Огни и знаки. Судно дало течь. О чём я? Помпам не справиться с такой пробоиной в черепе. Это ясно, как знамение. К утру — тю-тю. В отсеке уже по колено, и прибывает, бешенноротая, с напором, как будто у неё времени нет, как будто на танцы торопится, на моих костях. Все воды и все волны. Пора доставать чистое бельё, братцы, надевать хранимые, как наряд жениха для свадьбы, смертные рубахи. Пора, пора. Не успеешь. Разговорчивые чудовища обступили меня со всех сторон, ублюдочные подбородки, ими кишит вся набережная, они замучили меня своей кораблекрушительной болтовней, байками кверху килем. Мне от них вовек не избавиться. Кольванен-Левиафан, достаточно мимолетно брошенного взгляда на его незаурядное ротовое отверстие, чтобы в этом убедиться. А где же Иона? Где он, этот дезертир, этот ослушник, я вас спрашиваю? Иона, оказывается — я. Заключённый в чреве Кольванена, молящийся о спасении в плену исполинских рёбер. Будь по-вашему. Не стану спорить, вступать в пререкания. Тыква произросла, созрела и увяла на шее Рахили, и город-Ниневию стёр с лица земли перст из туч, пока мы меряли шагами из конца в конец её добрую старую Ригу. Чем полна моя вечерняя бродяжая голова? Хотите знать? Вот чем: сведениями о маяках, огнях, якорных и ходовых, о навигационных ориентирах, которые все врут, и верить им нельзя ни на грош, о знаках предостережения и опасности уже совсем близкой, неминучего когтя. Вспомнил, всплыло, «Дербент». Вытащили — уже не дышал.
— Пропащая?
Инга-иголка нашлась в стоге сена, Сгинула вчера, ни слуху ни духу, и вот — зубы блестят в темноте, скромно улыбается, пытаясь не показывать при виде нас истинных своих чувств и скрыть за губами великолепные врата из кости. Акула тоже улыбалась. Мы ей мнились на рассвете, всё трио, но как-то расплывчато, и сюжет сна облечь в слова невозможно, потому что призрачная материя, бессвязен, брыкается, предпочитает гулять нагишом и вообще — у неё срочные дела и всё такое прочее. Мы должны понять её правильно. Хотим ей добра или не хотим. Зарок. Рюмки в рот не берёт. Мы идём своим путём, она — своим. Горькое открытие, достойное быть записанным на Стене Плача. Не думайте, что мы Ингу не перебороли, набросясь на неё с трёх сторон; уговорили, уломали голубушку, повернули вспять, вернули в лоно бутылочки. Будущее алкоголички ей обеспечено, Кольванен в роли Вакха выстелет ей дорогу к бару виноградом и плющом. Дурили, балагурили. Взбаламучено. Что надо набережной, что она суется в каждую прореху между домами, лезет в наш разговор, слепит нас своими непрошенными сияниями, шествием факелов, эта фурия? Шляпы, козырьки, неизменно, бесследно. Хронос глотал своих котят. Спящий бушлатишко скорчился на скамейке с подстеленными газетами, ноги поджал к груди, обхватив колени руками; катились по морщинам и стекали с поседелой бороды годы и воды.

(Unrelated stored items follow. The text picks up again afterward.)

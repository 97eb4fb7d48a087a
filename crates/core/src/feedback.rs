//! AI-authored feedback shapes
//!
//! `FeedbackDraft` is the untrusted parse target for model output; every
//! top-level field is optional because the model may omit or mangle any of
//! them. It must pass feedback validation, or be repaired by the correction
//! merge, before it becomes a trusted `FeedbackContent`.

use serde::{Deserialize, Serialize};

use crate::scoring::{DetailedScores, Improvement, ScoringResult, Strength, TranscriptAnalysis};

/// Trusted, fully-populated feedback as returned to the caller.
#[derive(Debug, Clone, PartialEq, Serialize, Deserialize)]
pub struct FeedbackContent {
    pub overall_score: u8,
    pub detailed_scores: DetailedScores,
    pub strengths: Vec<Strength>,
    pub improvements: Vec<Improvement>,
    pub transcript_analysis: TranscriptAnalysis,
}

impl From<&ScoringResult> for FeedbackContent {
    fn from(scoring: &ScoringResult) -> Self {
        Self {
            overall_score: scoring.overall_score,
            detailed_scores: scoring.detailed_scores,
            strengths: scoring.strengths.clone(),
            improvements: scoring.improvements.clone(),
            transcript_analysis: scoring.transcript_analysis.clone(),
        }
    }
}

/// Untrusted parse of model-authored feedback JSON.
///
/// Scores are widened to `i64` so out-of-range values survive parsing and
/// can be reported by the validator rather than failing deserialization.
#[derive(Debug, Clone, Default, PartialEq, Serialize, Deserialize)]
pub struct FeedbackDraft {
    #[serde(default)]
    pub overall_score: Option<i64>,
    #[serde(default)]
    pub detailed_scores: Option<DraftScores>,
    #[serde(default)]
    pub strengths: Option<Vec<Strength>>,
    #[serde(default)]
    pub improvements: Option<Vec<Improvement>>,
    #[serde(default)]
    pub transcript_analysis: Option<TranscriptAnalysis>,
}

/// Untrusted counterpart of [`DetailedScores`].
#[derive(Debug, Clone, Default, PartialEq, Serialize, Deserialize)]
pub struct DraftScores {
    #[serde(default)]
    pub pronunciation: Option<i64>,
    #[serde(default)]
    pub grammar: Option<i64>,
    #[serde(default)]
    pub vocabulary: Option<i64>,
    #[serde(default)]
    pub clinical_communication: Option<i64>,
    #[serde(default)]
    pub empathy: Option<i64>,
    #[serde(default)]
    pub patient_education: Option<i64>,
}

impl DraftScores {
    /// Iterate (field name, value) for every present score.
    pub fn present(&self) -> impl Iterator<Item = (&'static str, i64)> + '_ {
        [
            ("pronunciation", self.pronunciation),
            ("grammar", self.grammar),
            ("vocabulary", self.vocabulary),
            ("clinical_communication", self.clinical_communication),
            ("empathy", self.empathy),
            ("patient_education", self.patient_education),
        ]
        .into_iter()
        .filter_map(|(name, value)| value.map(|v| (name, v)))
    }

    /// True when all six scores are present and within [0, 100].
    pub fn is_complete_and_in_range(&self) -> bool {
        let mut count = 0;
        for (_, value) in self.present() {
            if !(0..=100).contains(&value) {
                return false;
            }
            count += 1;
        }
        count == 6
    }

    /// Convert to trusted scores. Only valid when
    /// [`is_complete_and_in_range`](Self::is_complete_and_in_range) holds.
    pub fn to_detailed(&self) -> Option<DetailedScores> {
        if !self.is_complete_and_in_range() {
            return None;
        }
        Some(DetailedScores {
            pronunciation: self.pronunciation? as u8,
            grammar: self.grammar? as u8,
            vocabulary: self.vocabulary? as u8,
            clinical_communication: self.clinical_communication? as u8,
            empathy: self.empathy? as u8,
            patient_education: self.patient_education? as u8,
        })
    }
}

impl FeedbackDraft {
    /// Names of the five required top-level fields, in wire order.
    pub const REQUIRED_FIELDS: [&'static str; 5] = [
        "overall_score",
        "detailed_scores",
        "strengths",
        "improvements",
        "transcript_analysis",
    ];

    /// Required fields absent from this draft.
    pub fn missing_fields(&self) -> Vec<&'static str> {
        let mut missing = Vec::new();
        if self.overall_score.is_none() {
            missing.push("overall_score");
        }
        if self.detailed_scores.is_none() {
            missing.push("detailed_scores");
        }
        if self.strengths.is_none() {
            missing.push("strengths");
        }
        if self.improvements.is_none() {
            missing.push("improvements");
        }
        if self.transcript_analysis.is_none() {
            missing.push("transcript_analysis");
        }
        missing
    }
}

#[cfg(test)]
mod tests {
    use super::*;

    #[test]
    fn missing_fields_are_reported_in_wire_order() {
        let draft = FeedbackDraft {
            overall_score: Some(82),
            ..Default::default()
        };
        assert_eq!(
            draft.missing_fields(),
            vec![
                "detailed_scores",
                "strengths",
                "improvements",
                "transcript_analysis"
            ]
        );
    }

    #[test]
    fn draft_scores_range_check() {
        let mut scores = DraftScores {
            pronunciation: Some(75),
            grammar: Some(70),
            vocabulary: Some(80),
            clinical_communication: Some(85),
            empathy: Some(60),
            patient_education: Some(65),
        };
        assert!(scores.is_complete_and_in_range());
        assert!(scores.to_detailed().is_some());

        scores.empathy = Some(140);
        assert!(!scores.is_complete_and_in_range());
        assert!(scores.to_detailed().is_none());
    }

    #[test]
    fn draft_parses_partial_json() {
        let draft: FeedbackDraft =
            serde_json::from_str(r#"{"overall_score": 77, "strengths": []}"#).unwrap();
        assert_eq!(draft.overall_score, Some(77));
        assert!(draft.strengths.is_some());
        assert!(draft.missing_fields().contains(&"improvements"));
    }
}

Столик у окна свободен. Обслужат миганьем бесцветных, как ячмень, ресниц. Блудливые завитки на обшлагах мундиров блеяли в погребке, наливаясь пивной похотью. Погрузились по грудь в ил увеселительного заведения и не могли выбраться своими силами. Засосало. Суоми. Обломок военного флота. Кольванен мой капризен, медуза в брючках: то ему не так и это не в той тарелке. Траурный марш. Гвоздики захлёбываются в слезах. Шопен. Не заводись. Тут дают сдачу валютой вышибал. Музыка скорбела на маленькой эстраде по заказу чьей-то печали: плешивая виолончель и барабан-латыш, который вывихнул себе плечо, лупя булавой по гулким щекам. Кольванен наш не усидел. Глядим: он уже заменил выбывшего из строя. Кольванен был в ударе в тот вечер, как он размахался, разбушевался, сыпал дробью, вертелся, горел. Пожар на корабле во время шторма, а не наш Кольванен. Полный триумф, доложу я вам. Директор вышел, предложил Кольванену подзаработать, пока лечится плечо незадачливого музыканта. Отчего же не согласиться, когда финансы поют романсы. Месячной нашей зарплаты — ого-го ещё ждать. Денежки ещё не зародились в судовой кассе. И мысли о них ещё не зачалось в голове казначея в пароходстве. Старпом Скрыба, ухмыляющееся его полнолуние в день выдачи нам монет.